Now if you know him you'll know he needs no recommendation.
A proper BC legend for documenting it's history and gold rushes. Going through my books I'm tempted to sell them, these are collectable, highly sought after - but - also still filled with great information, and many a stream that wasn't worthwhile at 50 cents a day is worthwhile now that gold is at $5,000 per ounce.
Anyways, flipping through them and I still find value, and checking the library find they have none of him in stock, so it appears I won't be selling him off anytime soon...

I know, not Bill Barlee, but when I lived in Calgary I made do with what I could find...

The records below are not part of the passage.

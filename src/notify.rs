//! User-facing notifications
//!
//! Every visible state transition produces one of these. Presentation is up
//! to the subscriber.

use crate::error::EchoError;
use std::fmt;

#[derive(Clone, Copy, Debug, PartialEq, Eq)]
pub enum Level {
    Info,
    Error,
}

#[derive(Clone, Debug, PartialEq, Eq)]
pub struct Notification {
    pub level: Level,
    pub title: String,
    pub description: String,
}

impl Notification {
    pub fn info(title: impl Into<String>, description: impl Into<String>) -> Self {
        Self {
            level: Level::Info,
            title: title.into(),
            description: description.into(),
        }
    }

    pub fn error(title: impl Into<String>, description: impl Into<String>) -> Self {
        Self {
            level: Level::Error,
            title: title.into(),
            description: description.into(),
        }
    }
}

impl From<&EchoError> for Notification {
    fn from(e: &EchoError) -> Self {
        match e {
            EchoError::DeviceUnavailable(_) => {
                Notification::error("Error", "Failed to start recording. Check permissions.")
            }
            EchoError::PlaybackRejected(reason) => Notification::error("Playback failed", reason.clone()),
            EchoError::NoArtifactBound => Notification::error("No audio", "Record or open a clip first"),
            EchoError::NoiseReductionFailed(reason) => {
                Notification::error("Error reducing noise", reason.clone())
            }
            EchoError::ConflictingOperation(_) => Notification::error("Not now", e.to_string()),
            other => Notification::error("Error", other.to_string()),
        }
    }
}

impl fmt::Display for Notification {
    fn fmt(&self, f: &mut fmt::Formatter<'_>) -> fmt::Result {
        write!(f, "[{}] {}", self.title, self.description)
    }
}

#[cfg(test)]
mod tests {
    use super::*;

    #[test]
    fn test_error_notifications() {
        let n = Notification::from(&EchoError::DeviceUnavailable("permission denied".into()));
        assert_eq!(n.level, Level::Error);
        assert_eq!(n.to_string(), "[Error] Failed to start recording. Check permissions.");

        let n = Notification::from(&EchoError::ConflictingOperation("recording"));
        assert_eq!(n.to_string(), "[Not now] Operation not allowed while recording");
    }
}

Having recently replaced my (stolen) "Bounty Hunter" metal detector with a vintage Fisher "Gold Bug" (an infinitely better machine at a fraction of the price) these have me pulling at the reins to get out and detect some forgotten and unrecovered caches of my own, or merely scope out some abandoned homesteads and ghost towns for what treasures I may find. The exciting thing about Barlee is he reports on Caches that have been found, as well as detailing any number that haven't. Now - back to my current book on the go - Bruce Ramsey's "Ghost Towns of British Columbia", of which any number are related to the gold rush and a good many have been lost and forgotten in the 62 years since it's first printing. So far it's oddly lyrical and pays a poetic homage to all the vanished places (that are waiting for me to metal detect their remains...). A quote from a newspaper at the time describing a ball put on at a (now ghost) town: "I insist that the wines are not made of burnt sugar and lightening...". Like any great book it's putting me on to a whole pile of other contemporaneous authors from the gold rush, and as I'm a sucker for fist person history...
I have the detector, I need wheels. Bad.